Anthony Natale, Padilla’s attorney these past tumultuous five years, cooly informed US Federal Court Judge Marcia Cooke this week that he would not be calling no witnesses on his client’s behalf. None.
It was a not-very-subtle way of signaling that the paucity of the government’s case against Padilla isn’t even worthy of a rejoinder, that he wouldn’t even dignify the credibility of the charges against his client and their unconvincing witnesses by providing no rebuttal witnesses. It appears that closing arguments will be the week of the 13th.
So suddenly the terrorists conspiracy case against Jose Padilla, and his two relatively unknown alleged co-conspirator is coming to a very anticlimactic end–not with a bang but a whimper.
This seemed to be the single sloppiest, high-stakes case in Federal Court ever. But I learned, to my surprise, that many government cases alleging terrorism with the Justice Department in charge have a record of failure and mismanagement.
Laura Parker at USA Today consulted legal scholars and terrorism experts about government allegations of terrorism. statistics.
“What we see time and again is a big press conference and Justice Department statements about how we’re prosecuting the war on terrorism, and then the cases either fizzle out or the charges are reduced to relatively minor guilty pleas,” says David Cole, a law professor at Georgetown University in Washington, D.C., who specializes in national security.
And the Department of Justice track record?
A “terrorist report card” prepared in September by the Center on Law and Security at the New York University Law School found that in 510 cases since 9/11 that the government said were terrorism-related, only 158 defendants have been prosecuted on charges of terrorism or giving material support to terrorism. The rest have been prosecuted on lesser charges, and no link to terrorism was proved in court. The figures are the most recent available from NYU.
The report found a 29% conviction rate in terrorism prosecutions, compared with the Justice Department’s 93% conviction rate in other criminal prosecutions.
After the twelve weeks of the prosecution’s case against Jose Padilla, one wonders if it will join the 71% of Justice Department terrorism prosecutions which ended in failure to convinct. The evidence–or lack thereof–has been extensively reviewed in this column–the alleged fingerprints on a document allegedly obtained from an Afghanistan “stranger” and handed, gratis, to a mysterious CIA agent, the 7 out of 300,000 wire taped conversations in which Padilla was involved, with different translators offering different interpretations of his mention of “zucchini”–vegetable or roadside bomb?
Was Padilla working with _______planning to murder, kidnap and maim people outside of the United States on behalf of Al Qaeda? Who were they planning to murder, kidnap and maim? What steps had they taken in that direction? What methods were they planning to employ? Busch Gardens.
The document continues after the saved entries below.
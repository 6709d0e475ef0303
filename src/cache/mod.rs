// Copyright (c) 2024-present, fjall-rs
// This source code is licensed under both the Apache 2.0 and MIT License
// (found in the LICENSE-* files in the repository)

//! The typed cache layer: a tiny abstraction around a type-erased cache
//! where every cached value carries a **helper** describing how to measure,
//! serialize, and reconstruct it, per §4.6.
//!
//! Concrete tiers ([`crate::cache::lru`], [`crate::cache::compressed`],
//! [`crate::cache::nvm`]) and the [`crate::cache::tiered`] admission policy
//! build on the types defined here.

pub mod compressed;
pub mod lru;
pub mod nvm;
pub mod tiered;

use crate::Slice;
use std::any::Any;
use std::sync::Arc;

/// Relative eviction priority. Entries are only ever demoted from `High` to
/// `Low`, never promoted, per §4.7.
#[derive(Clone, Copy, Debug, PartialEq, Eq, PartialOrd, Ord)]
pub enum Priority {
    Low,
    High,
}

/// Which tier of [`crate::cache::tiered::TieredCache`] an entry or event
/// belongs to, distinct from [`Priority`]: a role names a storage tier, a
/// priority ranks eviction order within one.
#[derive(Clone, Copy, Debug, PartialEq, Eq)]
pub enum CacheRole {
    Primary,
    CompressedSecondary,
    NvmSecondary,
}

impl std::fmt::Display for CacheRole {
    fn fmt(&self, f: &mut std::fmt::Formatter<'_>) -> std::fmt::Result {
        f.write_str(match self {
            Self::Primary => "primary",
            Self::CompressedSecondary => "compressed-secondary",
            Self::NvmSecondary => "nvm-secondary",
        })
    }
}

/// What a cached value actually holds.
///
/// Per §3's "cached values are either fully typed objects or raw byte
/// ranges, discriminated by helper" — `Bytes` covers the common block-cache
/// case; `Typed` lets a caller cache an already-parsed object when the cost
/// of reparsing on every hit isn't worth it.
#[derive(Clone)]
pub enum CacheValue {
    Bytes(Slice),
    Typed(Arc<dyn Any + Send + Sync>),
}

impl CacheValue {
    #[must_use]
    pub fn as_bytes(&self) -> Option<&Slice> {
        match self {
            Self::Bytes(b) => Some(b),
            Self::Typed(_) => None,
        }
    }

    #[must_use]
    pub fn as_typed<T: 'static>(&self) -> Option<&T> {
        match self {
            Self::Typed(v) => v.downcast_ref::<T>(),
            Self::Bytes(_) => None,
        }
    }
}

/// A vtable-like record describing how to size, serialize, and reconstruct a
/// [`CacheValue`] without the cache itself knowing the concrete type.
///
/// Two `CacheHelper`s are the same helper iff they're the same static
/// instance (compared by pointer identity) — this is how a typed handle
/// downcasts safely, per §4.6.
pub struct CacheHelper {
    pub name: &'static str,
    pub size_of: fn(&CacheValue) -> usize,
    /// Compresses/encodes into the form a secondary tier stores.
    pub serialize_to: Option<fn(&CacheValue) -> Vec<u8>>,
    /// Reconstructs a value from a secondary tier's serialized form.
    pub construct_from: Option<fn(&[u8]) -> crate::Result<CacheValue>>,
}

impl CacheHelper {
    #[must_use]
    pub fn identity(&self) -> *const Self {
        std::ptr::from_ref(self)
    }
}

impl std::fmt::Debug for CacheHelper {
    fn fmt(&self, f: &mut std::fmt::Formatter<'_>) -> std::fmt::Result {
        f.debug_struct("CacheHelper").field("name", &self.name).finish()
    }
}

/// `(key, value, charge, helper, refcount, priority)` per §3.
pub struct CacheEntry {
    pub value: CacheValue,
    pub charge: usize,
    pub helper: &'static CacheHelper,
    pub priority: Priority,
    pub refcount: usize,
}

/// A strong reference to a looked-up or inserted cache entry.
///
/// Holds one refcount; dropping it without calling [`Cache::release`] would
/// leak the count, so handles are always returned through `release` in this
/// core's API (no `Drop` impl performs it implicitly, matching the explicit
/// release-based ownership model the helper vtable is built around).
#[derive(Clone, Copy, Debug, PartialEq, Eq, Hash)]
pub struct Handle(pub(crate) u64);

/// The typed cache layer operations from §4.6.
pub trait Cache {
    /// Inserts `value` under `key`, returning a handle holding one strong ref.
    fn insert(
        &self,
        key: &[u8],
        value: CacheValue,
        charge: usize,
        helper: &'static CacheHelper,
        priority: Priority,
    ) -> Handle;

    /// Looks up `key`. Returns `None` on a miss.
    fn lookup(&self, key: &[u8]) -> Option<Handle>;

    /// Releases one strong ref on `handle`. If `erase_if_last_ref` and this
    /// was the last ref, the entry is removed instead of returning to the
    /// eviction list — used to expire placeholders.
    fn release(&self, handle: Handle, erase_if_last_ref: bool);

    /// Returns the value a handle points to, if the handle is still valid.
    fn value(&self, handle: Handle) -> Option<CacheValue>;

    /// Removes `key` outright, regardless of outstanding refs (it is simply
    /// unreachable by further lookups; existing handles remain valid until
    /// released).
    fn erase(&self, key: &[u8]);
}

/// An entry with zero payload marking "this fingerprint was recently looked
/// up", per §3's Tiered Cache Placeholder.
#[must_use]
pub fn placeholder_helper() -> &'static CacheHelper {
    static PLACEHOLDER: CacheHelper = CacheHelper {
        name: "lsm_core.placeholder",
        size_of: |_| 0,
        serialize_to: None,
        construct_from: None,
    };
    &PLACEHOLDER
}

#[cfg(test)]
mod tests {
    use super::*;
    use test_log::test;

    #[test]
    fn cache_value_typed_roundtrip() {
        let v = CacheValue::Typed(Arc::new(42u32));
        assert_eq!(v.as_typed::<u32>(), Some(&42));
        assert_eq!(v.as_typed::<u64>(), None);
        assert!(v.as_bytes().is_none());
    }

    #[test]
    fn cache_value_bytes_roundtrip() {
        let v = CacheValue::Bytes(Slice::from("hello"));
        assert_eq!(v.as_bytes().unwrap().as_ref(), b"hello");
    }

    #[test]
    fn helper_identity_is_pointer_equality() {
        let a = placeholder_helper();
        let b = placeholder_helper();
        assert_eq!(a.identity(), b.identity());
    }

    #[test]
    fn cache_role_displays_as_tier_name() {
        assert_eq!(CacheRole::Primary.to_string(), "primary");
        assert_eq!(CacheRole::CompressedSecondary.to_string(), "compressed-secondary");
        assert_eq!(CacheRole::NvmSecondary.to_string(), "nvm-secondary");
    }
}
With such a paucity of evidence, why did the Feds pursue this case for five years and break a half-dozen or more laws? FDL reader “mack” offered a reason last week:
You float the lamest as the trial balloon. That establishes precedent.
In other words if that can nail Padilla they can nail anyone.
Let’s look at where the FBI stands, since they, along with the Justice Department, were responsible for pursuit of this case.
According to ABC’s Justin Rood
The FBI is taking cues from the CIA to recruit thousands of covert informants in the United States as part of a sprawling effort to boost its intelligence capabilities.
Ah yes, Americans spying on Americans. How…East German of them.
Even Pravda acknowledged there had to be a limit to that kind of intramural spying, pointing to East Germany as the logical end of that kind of citizen-spys-spying-on-its-citizens.
By the time East Germany collapsed in 1989, it was estimated that 91,000 full-time employees and 300,000 informants were employed by the Stasi.
In other words, about one in fifty East Germans collaborated with the Stasi—one of the highest penetrations of any civilian society by an intelligence-gathering organization.
William Arkin of the Washington Post, (cited by Watson) points out the CIA and NSA are old hands at this kind of spying a long time, with the military working furiously to catch up.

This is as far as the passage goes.